Records from a data source:
____________________

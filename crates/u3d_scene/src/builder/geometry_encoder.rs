//! Per-mode geometry encoding
//!
//! Turns one geometry resource into zero or one renderable node (bounding-box
//! outline and partitioned line sets yield a small composite group) according
//! to the active visualization mode. The dispatch over (geometry kind, mode)
//! is exhaustive; mode/kind combinations without a defined encoding are a
//! caller contract breach and abort the build.

use std::collections::BTreeMap;

use crate::builder::buffer::{pack_floats, position_point_list, push_vec3_attribute, FLOAT_SIZE};
use crate::builder::material_resolver::{self, TextureMemo};
use crate::config::{SceneStyle, VisualizationMode};
use crate::error::{GeometryKind, SceneError};
use crate::foundation::math::{color, Vec3};
use crate::model::{Geometry, LineSetGeometry, MeshGeometry, ModelStore, PointSetGeometry};
use crate::scene::{
    AttributeSemantic, BoundingBox, GeometryData, MaterialDescriptor, PrimitiveTopology,
    RenderUnit, SceneNode, SceneNodeContent, VertexAttribute, SOLID_FACE_TRIANGLES, WIRE_EDGES,
};

/// Encodes one geometry resource under the active mode.
///
/// Returns `Ok(None)` for empty geometry and for units degraded by missing
/// shader/material/texture resources (logged); returns an error only for
/// unsupported (kind, mode) combinations.
pub fn encode(
    geometry: &Geometry,
    mode: VisualizationMode,
    style: &SceneStyle,
    store: &ModelStore,
    textures: &mut TextureMemo,
) -> Result<Option<SceneNode>, SceneError> {
    if geometry.is_empty() {
        return Ok(None);
    }

    match geometry {
        Geometry::Mesh(mesh) => encode_mesh(mesh, mode, style, store, textures),
        Geometry::PointSet(points) => Ok(encode_point_set(points, mode, style)),
        Geometry::LineSet(lines) => Ok(encode_line_set(lines, mode, style, store, textures)),
    }
}

fn encode_mesh(
    mesh: &MeshGeometry,
    mode: VisualizationMode,
    style: &SceneStyle,
    store: &ModelStore,
    textures: &mut TextureMemo,
) -> Result<Option<SceneNode>, SceneError> {
    use VisualizationMode as Mode;

    match mode {
        Mode::BoundingBox | Mode::TransparentBoundingBox | Mode::TransparentBoundingBoxOutline => {
            Ok(encode_bounding_box(&mesh.positions, mode, style))
        }

        Mode::Wireframe => {
            // Each triangle contributes its three edges to one line list over
            // the raw position array.
            let mut geometry = GeometryData::new(PrimitiveTopology::Lines);
            push_vec3_attribute(&mut geometry, AttributeSemantic::Position, &mesh.positions);

            let mut indices = Vec::with_capacity(mesh.triangles.len() * 6);
            for triangle in &mesh.triangles {
                let [a, b, c] = triangle.vertices;
                indices.extend_from_slice(&[
                    a.position, b.position, //
                    b.position, c.position, //
                    c.position, a.position,
                ]);
            }
            geometry.indices = Some(indices);

            Ok(Some(renderable(
                geometry,
                MaterialDescriptor::auxiliary(style.auxiliary_color),
            )))
        }

        Mode::Vertices => Ok(Some(vertex_unit(&mesh.positions, style))),

        Mode::Solid => Ok(encode_mesh_solid(mesh, store, textures)),

        Mode::Illustration
        | Mode::ShadedIllustration
        | Mode::ShadedWireframe
        | Mode::HiddenWireframe
        | Mode::SolidOutline
        | Mode::Transparent
        | Mode::TransparentWireframe
        | Mode::SolidWireframe
        | Mode::ShadedVertices => Err(SceneError::UnsupportedMode {
            kind: GeometryKind::Mesh,
            mode,
        }),
    }
}

/// Solid mesh encoding: one triangle list with an interleaved
/// position(3) + normal(3) + color(4) + texcoord(2) vertex buffer.
///
/// Vertices are duplicated per triangle: 3 unique vertices per triangle even
/// when topologically shared.
fn encode_mesh_solid(
    mesh: &MeshGeometry,
    store: &ModelStore,
    textures: &mut TextureMemo,
) -> Option<SceneNode> {
    const POSITION_COMPONENTS: u32 = 3;
    const NORMAL_COMPONENTS: u32 = 3;
    const COLOR_COMPONENTS: u32 = 4;
    const TEXCOORD_COMPONENTS: u32 = 2;
    const STRIDE: u32 =
        (POSITION_COMPONENTS + NORMAL_COMPONENTS + COLOR_COMPONENTS + TEXCOORD_COMPONENTS)
            * FLOAT_SIZE;

    // The material comes from the first shader reference on the geometry.
    let shading_id = mesh.triangles[0].shading_id;
    let material = mesh
        .shader_name(shading_id)
        .ok_or_else(|| {
            SceneError::missing(
                crate::error::ResourceKind::Shader,
                format!("<shading id {shading_id}>"),
            )
        })
        .and_then(|name| material_resolver::resolve(name, store, false, textures));

    let material = match material {
        Ok(material) => material,
        Err(err) => {
            log::warn!("dropping solid mesh unit: {err}");
            return None;
        }
    };

    let vertex_count = (mesh.triangles.len() * 3) as u32;
    let mut floats = Vec::with_capacity(vertex_count as usize * (STRIDE / FLOAT_SIZE) as usize);

    for triangle in &mesh.triangles {
        for vertex in &triangle.vertices {
            let position = mesh.position(vertex.position);
            let normal = mesh.normal(vertex.normal);
            let diffuse = mesh.diffuse_color(vertex.diffuse_color);
            let texture_coord = mesh.texture_coord(vertex.texture_coord);

            floats.extend_from_slice(position.as_slice());
            floats.extend_from_slice(normal.as_slice());
            floats.extend_from_slice(diffuse.as_slice());
            floats.extend_from_slice(texture_coord.as_slice());
        }
    }

    let mut geometry = GeometryData::new(PrimitiveTopology::Triangles);
    let buffer = geometry.push_buffer(pack_floats(&floats));

    let mut byte_offset = 0;
    for (semantic, components) in [
        (AttributeSemantic::Position, POSITION_COMPONENTS),
        (AttributeSemantic::Normal, NORMAL_COMPONENTS),
        (AttributeSemantic::Color, COLOR_COMPONENTS),
        (AttributeSemantic::TexCoord, TEXCOORD_COMPONENTS),
    ] {
        geometry.push_attribute(VertexAttribute {
            semantic,
            buffer,
            components,
            byte_offset,
            byte_stride: STRIDE,
            count: vertex_count,
        });
        byte_offset += components * FLOAT_SIZE;
    }

    Some(renderable(geometry, material))
}

fn encode_point_set(
    points: &PointSetGeometry,
    mode: VisualizationMode,
    style: &SceneStyle,
) -> Option<SceneNode> {
    use VisualizationMode as Mode;

    match mode {
        Mode::BoundingBox | Mode::TransparentBoundingBox | Mode::TransparentBoundingBoxOutline => {
            encode_bounding_box(&points.positions, mode, style)
        }

        Mode::Illustration | Mode::ShadedIllustration | Mode::Wireframe | Mode::Vertices => {
            Some(vertex_unit(&points.positions, style))
        }

        Mode::ShadedWireframe
        | Mode::HiddenWireframe
        | Mode::SolidOutline
        | Mode::Transparent
        | Mode::TransparentWireframe
        | Mode::Solid
        | Mode::SolidWireframe
        | Mode::ShadedVertices => {
            // Per-vertex colors from the first point touching each vertex.
            let colors: Vec<Vec3> = (0..points.positions.len() as u32)
                .map(|vertex| {
                    points.points_at_vertex(vertex).next().map_or(color::BLACK, |point| {
                        color::to_rgb(points.diffuse_color(point.diffuse_color))
                    })
                })
                .collect();

            let mut geometry = position_point_list(&points.positions);
            push_vec3_attribute(&mut geometry, AttributeSemantic::Color, &colors);

            Some(renderable(
                geometry,
                MaterialDescriptor::vertex_color().with_point_size(style.point_size),
            ))
        }
    }
}

fn encode_line_set(
    lines: &LineSetGeometry,
    mode: VisualizationMode,
    style: &SceneStyle,
    store: &ModelStore,
    textures: &mut TextureMemo,
) -> Option<SceneNode> {
    use VisualizationMode as Mode;

    match mode {
        Mode::BoundingBox | Mode::TransparentBoundingBox | Mode::TransparentBoundingBoxOutline => {
            encode_bounding_box(&lines.positions, mode, style)
        }

        Mode::Illustration | Mode::ShadedIllustration | Mode::Wireframe => {
            // One indexed line list over the raw positions, auxiliary tint.
            let mut geometry = GeometryData::new(PrimitiveTopology::Lines);
            push_vec3_attribute(&mut geometry, AttributeSemantic::Position, &lines.positions);
            geometry.indices = Some(
                lines
                    .lines
                    .iter()
                    .flat_map(|line| [line.position1, line.position2])
                    .collect(),
            );

            Some(renderable(
                geometry,
                MaterialDescriptor::auxiliary(style.auxiliary_color),
            ))
        }

        Mode::ShadedWireframe
        | Mode::HiddenWireframe
        | Mode::SolidOutline
        | Mode::Transparent
        | Mode::TransparentWireframe
        | Mode::Solid
        | Mode::SolidWireframe => Some(encode_line_set_shaded(lines, store, textures)?),

        Mode::Vertices => Some(vertex_unit(&lines.positions, style)),

        Mode::ShadedVertices => {
            // Per-vertex colors from the first line touching each vertex,
            // picking the endpoint matching the vertex index. On a degenerate
            // line referencing the vertex at both ends, position2 wins.
            let colors: Vec<Vec3> = (0..lines.positions.len() as u32)
                .map(|vertex| {
                    lines.lines_at_vertex(vertex).next().map_or(color::BLACK, |line| {
                        let mut picked = color::BLACK;
                        if line.position1 == vertex {
                            picked = color::to_rgb(lines.diffuse_color(line.diffuse_color1));
                        }
                        if line.position2 == vertex {
                            picked = color::to_rgb(lines.diffuse_color(line.diffuse_color2));
                        }
                        picked
                    })
                })
                .collect();

            let mut geometry = position_point_list(&lines.positions);
            push_vec3_attribute(&mut geometry, AttributeSemantic::Color, &colors);

            Some(renderable(
                geometry,
                MaterialDescriptor::vertex_color().with_point_size(style.point_size),
            ))
        }
    }
}

/// Shaded line-set encoding: one unit per shading id.
///
/// Lines are partitioned by shading id (ascending, so composite child order is
/// deterministic); each partition becomes a non-indexed line list carrying
/// interleaved endpoint positions and RGB colors, with its material resolved
/// from the partition's shader. Partitions whose shader chain cannot be
/// resolved are dropped with a diagnostic; the rest of the build continues.
fn encode_line_set_shaded(
    lines: &LineSetGeometry,
    store: &ModelStore,
    textures: &mut TextureMemo,
) -> Option<SceneNode> {
    let mut partitions: BTreeMap<u32, Vec<&crate::model::Line>> = BTreeMap::new();
    for line in &lines.lines {
        partitions.entry(line.shading_id).or_default().push(line);
    }

    let mut units = Vec::new();
    for (shading_id, partition) in partitions {
        let material = lines
            .shader_name(shading_id)
            .ok_or_else(|| {
                SceneError::missing(
                    crate::error::ResourceKind::Shader,
                    format!("<shading id {shading_id}>"),
                )
            })
            .and_then(|name| material_resolver::resolve(name, store, true, textures));

        let material = match material {
            Ok(material) => material,
            Err(err) => {
                log::warn!("dropping line partition {shading_id}: {err}");
                continue;
            }
        };

        let mut positions = Vec::with_capacity(partition.len() * 2);
        let mut colors = Vec::with_capacity(partition.len() * 2);
        for line in partition {
            positions.push(lines.position(line.position1));
            positions.push(lines.position(line.position2));
            colors.push(color::to_rgb(lines.diffuse_color(line.diffuse_color1)));
            colors.push(color::to_rgb(lines.diffuse_color(line.diffuse_color2)));
        }

        let mut geometry = GeometryData::new(PrimitiveTopology::Lines);
        push_vec3_attribute(&mut geometry, AttributeSemantic::Position, &positions);
        push_vec3_attribute(&mut geometry, AttributeSemantic::Color, &colors);

        units.push(renderable(geometry, material));
    }

    match units.len() {
        0 => None,
        1 => units.pop(),
        _ => {
            let mut composite = SceneNode::group();
            composite.children = units;
            Some(composite)
        }
    }
}

/// The three bounding-box modes, shared by every geometry kind.
fn encode_bounding_box(
    positions: &[Vec3],
    mode: VisualizationMode,
    style: &SceneStyle,
) -> Option<SceneNode> {
    let bounds = BoundingBox::from_points(positions)?;

    match mode {
        VisualizationMode::BoundingBox => Some(wire_box_unit(&bounds, style)),
        VisualizationMode::TransparentBoundingBox => Some(transparent_box_unit(&bounds, style)),
        VisualizationMode::TransparentBoundingBoxOutline => {
            let mut composite = SceneNode::group();
            composite.push_child(wire_box_unit(&bounds, style));
            composite.push_child(transparent_box_unit(&bounds, style));
            Some(composite)
        }
        _ => unreachable!("not a bounding-box mode"),
    }
}

/// 12-edge wire box tinted with the auxiliary color.
fn wire_box_unit(bounds: &BoundingBox, style: &SceneStyle) -> SceneNode {
    let mut geometry = GeometryData::new(PrimitiveTopology::Lines);
    push_vec3_attribute(&mut geometry, AttributeSemantic::Position, &bounds.corners());
    geometry.indices = Some(WIRE_EDGES.to_vec());

    renderable(geometry, MaterialDescriptor::auxiliary(style.auxiliary_color))
}

/// 12-triangle solid box with translucent, double-sided faces and no edges.
fn transparent_box_unit(bounds: &BoundingBox, style: &SceneStyle) -> SceneNode {
    let mut geometry = GeometryData::new(PrimitiveTopology::Triangles);
    push_vec3_attribute(&mut geometry, AttributeSemantic::Position, &bounds.corners());
    geometry.indices = Some(SOLID_FACE_TRIANGLES.to_vec());

    let face_color = color::with_alpha(style.auxiliary_color, style.opacity);
    let material = MaterialDescriptor::flat(
        color::TRANSPARENT,
        face_color,
        color::TRANSPARENT,
        true,
    )
    .with_double_sided();

    renderable(geometry, material)
}

/// Point unit over raw positions with the auxiliary tint and fixed point size.
fn vertex_unit(positions: &[Vec3], style: &SceneStyle) -> SceneNode {
    let geometry = position_point_list(positions);
    let material =
        MaterialDescriptor::auxiliary(style.auxiliary_color).with_point_size(style.point_size);
    renderable(geometry, material)
}

fn renderable(geometry: GeometryData, material: MaterialDescriptor) -> SceneNode {
    SceneNode::new(SceneNodeContent::Renderable(RenderUnit {
        geometry,
        material,
    }))
}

____________________

Return word for word the lines above from the line with "let material = mesh" to the line with "let texture_coord = mesh.texture_coord(vertex.texture_coord);", including both and leaving out all others.

    let material = mesh
        .shader_name(shading_id)
        .ok_or_else(|| {
            SceneError::missing(
                crate::error::ResourceKind::Shader,
                format!("<shading id {shading_id}>"),
            )
        })
        .and_then(|name| material_resolver::resolve(name, store, false, textures));

    let material = match material {
        Ok(material) => material,
        Err(err) => {
            log::warn!("dropping solid mesh unit: {err}");
            return None;
        }
    };

    let vertex_count = (mesh.triangles.len() * 3) as u32;
    let mut floats = Vec::with_capacity(vertex_count as usize * (STRIDE / FLOAT_SIZE) as usize);

    for triangle in &mesh.triangles {
        for vertex in &triangle.vertices {
            let position = mesh.position(vertex.position);
            let normal = mesh.normal(vertex.normal);
            let diffuse = mesh.diffuse_color(vertex.diffuse_color);
            let texture_coord = mesh.texture_coord(vertex.texture_coord);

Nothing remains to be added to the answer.